Chuck Berry, l’altro nome del rock ‘n’ roll

John Lennon diceva: «se volete dare un altro nome al rock ‘n’ roll, chiamatelo Chuck Berry». Come scrive Davide Grifone su lintellettualedissidente.it, si può dire quindi dire che il 18 marzo 2017, con la scomparsa di Chuck Berry, è il giorno in cui è morto il rock ‘n’ roll. Charles Edward Anderson Berry nasce il 18 ottobre 1926 a Elleardsville, sobborgo di Saint Louis. Quartogenito di una famiglia benestante, da ragazzo finisce in riformatorio per tre anni a seguito di una rapina. Successivamente comincia a lavorare in fabbrica per la General Motors e come parrucchiere, ma il suo vero amore è la chitarra. È appassionato di blues, ma anche di hillbilly, termine che inizialmente indicava la gente rozza e ignorante, i cosiddetti “redneck” o bifolchi. Negli anni del riformatorio Berry suona con diverse boogie band, finché la sua ambizione lo porta a diventare ospite fisso al Cosmopolitan Club di Saint Louis, dove accresce la sua fama. Nel 1955 si dirige a Chicago per incontrare il suo idolo, Muddy Waters, che lo porterà a registrare il suo primo singolo per la Chess Records: “Ida Red”, titolo poi cambiato in “Maybellene“. Il singolo viene pubblicato il 30 luglio del 1955 e la rivista “Cash Box” lo designa come “Artista più promettente dell’anno”.

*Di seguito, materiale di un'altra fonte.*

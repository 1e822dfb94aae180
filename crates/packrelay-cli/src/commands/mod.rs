//! CLI command definitions and handlers.

use clap::{Parser, Subcommand, ValueEnum};
use std::path::PathBuf;
use tokio_util::sync::CancellationToken;

/// Load configuration with graceful fallback to defaults.
///
/// This function should be used by all commands to load the user's configuration.
/// If the config file doesn't exist or can't be parsed, it falls back to defaults.
pub fn load_config() -> packrelay_core::config::Config {
    packrelay_core::config::Config::load().unwrap_or_else(|e| {
        tracing::warn!("Using default configuration: {e}");
        packrelay_core::config::Config::default()
    })
}

/// Token that is cancelled once Ctrl+C is pressed.
///
/// A single task waits for the signal for the rest of the run, so command
/// loops select on [`CancellationToken::cancelled`] instead of registering a
/// new signal future on every iteration.
pub fn interrupt_token() -> CancellationToken {
    let token = CancellationToken::new();
    let trigger = token.clone();
    tokio::spawn(async move {
        match tokio::signal::ctrl_c().await {
            Ok(()) => trigger.cancel(),
            Err(e) => tracing::warn!("Cannot listen for Ctrl+C: {e}"),
        }
    });
    token
}

pub mod code;
pub mod completions;
pub mod config;
pub mod doctor;
pub mod drive;
pub mod listen;
pub mod listener;
pub mod receive;
pub mod send;
pub mod watch;

/// PackRelay - Packaged, code-paired file transfers over a relay
#[derive(Parser)]
#[command(name = "packrelay")]
#[command(author, version, about, long_about = None)]
#[command(propagate_version = true)]
pub struct Cli {
    /// The command to execute
    #[command(subcommand)]
    pub command: Command,
}

/// Available commands
#[derive(Subcommand)]
pub enum Command {
    /// Send a file or folder under a transfer code
    Send(SendArgs),

    /// Receive files sent under a transfer code
    Receive(ReceiveArgs),

    /// Push new and changed files from folders automatically
    Watch(WatchArgs),

    /// Receive forever on every configured listener
    Listen(ListenArgs),

    /// Manage configured listeners
    Listener(ListenerArgs),

    /// Generate a transfer code
    Code(CodeArgs),

    /// Manage configuration
    Config(ConfigArgs),

    /// Generate shell completions
    Completions(CompletionsArgs),

    /// Check that croc and 7-Zip are installed
    Doctor(DoctorArgs),
}

/// Arguments for the send command
#[derive(Parser)]
pub struct SendArgs {
    /// File or folder to send
    pub path: PathBuf,

    /// Transfer code to use (generated when omitted)
    #[arg(short, long)]
    pub code: Option<String>,

    /// Output events as JSON lines
    #[arg(long)]
    pub json: bool,

    /// Do not read pause/cancel commands from stdin
    #[arg(long)]
    pub batch: bool,
}

/// Arguments for the receive command
#[derive(Parser)]
pub struct ReceiveArgs {
    /// Transfer code shared by the sender
    pub code: String,

    /// Output directory (defaults to the configured download folder)
    #[arg(short, long)]
    pub output: Option<PathBuf>,

    /// Output events as JSON lines
    #[arg(long)]
    pub json: bool,

    /// Do not read pause/cancel commands from stdin
    #[arg(long)]
    pub batch: bool,
}

/// Arguments for the watch command
#[derive(Parser)]
pub struct WatchArgs {
    /// Folders to watch (defaults to the configured folders)
    pub folders: Vec<PathBuf>,

    /// Transfer code to push to (defaults to the configured code)
    #[arg(short, long)]
    pub code: Option<String>,

    /// Delete originals after a confirmed send
    #[arg(long)]
    pub delete: bool,

    /// Time between scans (e.g., 3s, 500ms, 1m)
    #[arg(short, long)]
    pub interval: Option<String>,

    /// Output events as JSON lines
    #[arg(long)]
    pub json: bool,
}

/// Arguments for the listen command
#[derive(Parser)]
pub struct ListenArgs {
    /// Base folder for listener subfolders (defaults to the download folder)
    #[arg(short, long)]
    pub output: Option<PathBuf>,

    /// Output events as JSON lines
    #[arg(long)]
    pub json: bool,
}

/// Arguments for the listener command
#[derive(Parser)]
pub struct ListenerArgs {
    /// Listener subcommand
    #[command(subcommand)]
    pub action: ListenerAction,
}

/// Listener subcommands
#[derive(Subcommand)]
pub enum ListenerAction {
    /// Add a listener
    Add {
        /// Display name (also the destination subfolder)
        name: String,

        /// Transfer code to receive on
        code: String,
    },

    /// Remove every listener with this name
    Remove {
        /// Display name
        name: String,
    },

    /// List configured listeners
    List {
        /// Output in JSON format
        #[arg(long)]
        json: bool,
    },
}

/// Arguments for the code command
#[derive(Parser)]
pub struct CodeArgs {
    /// Length of the random part (defaults to the configured length)
    #[arg(short, long)]
    pub length: Option<usize>,
}

/// Arguments for the config command
#[derive(Parser)]
pub struct ConfigArgs {
    /// Config subcommand
    #[command(subcommand)]
    pub action: ConfigAction,
}

/// Config subcommands
#[derive(Subcommand)]
pub enum ConfigAction {
    /// Print the effective configuration
    Show,

    /// Print the configuration file location
    Path,

    /// Set the length of generated codes
    SetCodeLength {
        /// New length
        length: usize,
    },

    /// Reset configuration to defaults
    Reset,
}

/// Arguments for the completions command
#[derive(Parser)]
pub struct CompletionsArgs {
    /// Completions subcommand
    #[command(subcommand)]
    pub action: CompletionsAction,
}

/// Completions subcommands
#[derive(Subcommand, Clone, Copy)]
pub enum CompletionsAction {
    /// Install shell completions (auto-detects shell)
    Install {
        /// Override shell detection
        #[arg(long, value_enum)]
        shell: Option<ShellType>,
    },

    /// Generate completions and print to stdout
    Generate {
        /// Shell to generate completions for
        #[arg(value_enum)]
        shell: ShellType,
    },
}

/// Supported shell types for completions
#[derive(Clone, Copy, ValueEnum, Debug)]
pub enum ShellType {
    /// Bash shell
    Bash,
    /// Zsh shell
    Zsh,
    /// Fish shell
    Fish,
    /// PowerShell
    #[value(name = "powershell")]
    PowerShell,
}

/// Arguments for the doctor command
#[derive(Parser)]
pub struct DoctorArgs {
    /// Output in JSON format
    #[arg(long)]
    pub json: bool,
}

È però “Roll over Beethoven” che incarna il vero spirito del rock ’n’ roll, che raggiungerà poi l’apice con “Johnny be good”. Con questa canzone Berry scatenerà tutta la sua verve, inventando anche la sua celebre “duck walk” che diverrà un suo marchio distintivo. Ogni genere musicale che nascerà successivamente sarà in debito con questo artista unico e fenomenale. I Beach Boys ruberanno il giro di chitarra di “Sweet little sixteen” per la loro “Surfin’ Usa”, per poi vedersi costretti a pagare a Berry un milione di dollari sui diritti, mentre i Beatles faranno una cover della frenetica “Roll over Beethoven”. Johnny Ramone, chitarrista della band capostipite del punk, i Ramones, dirà: «non mi sono mai piaciuti né il blues né il jazz, a me piaceva Chuck Berry», a testimonianza che lo spirito del “do it yourself”, che caratterizzerà il movimento punk, ha una forte influenza derivata da “Johnny be good”.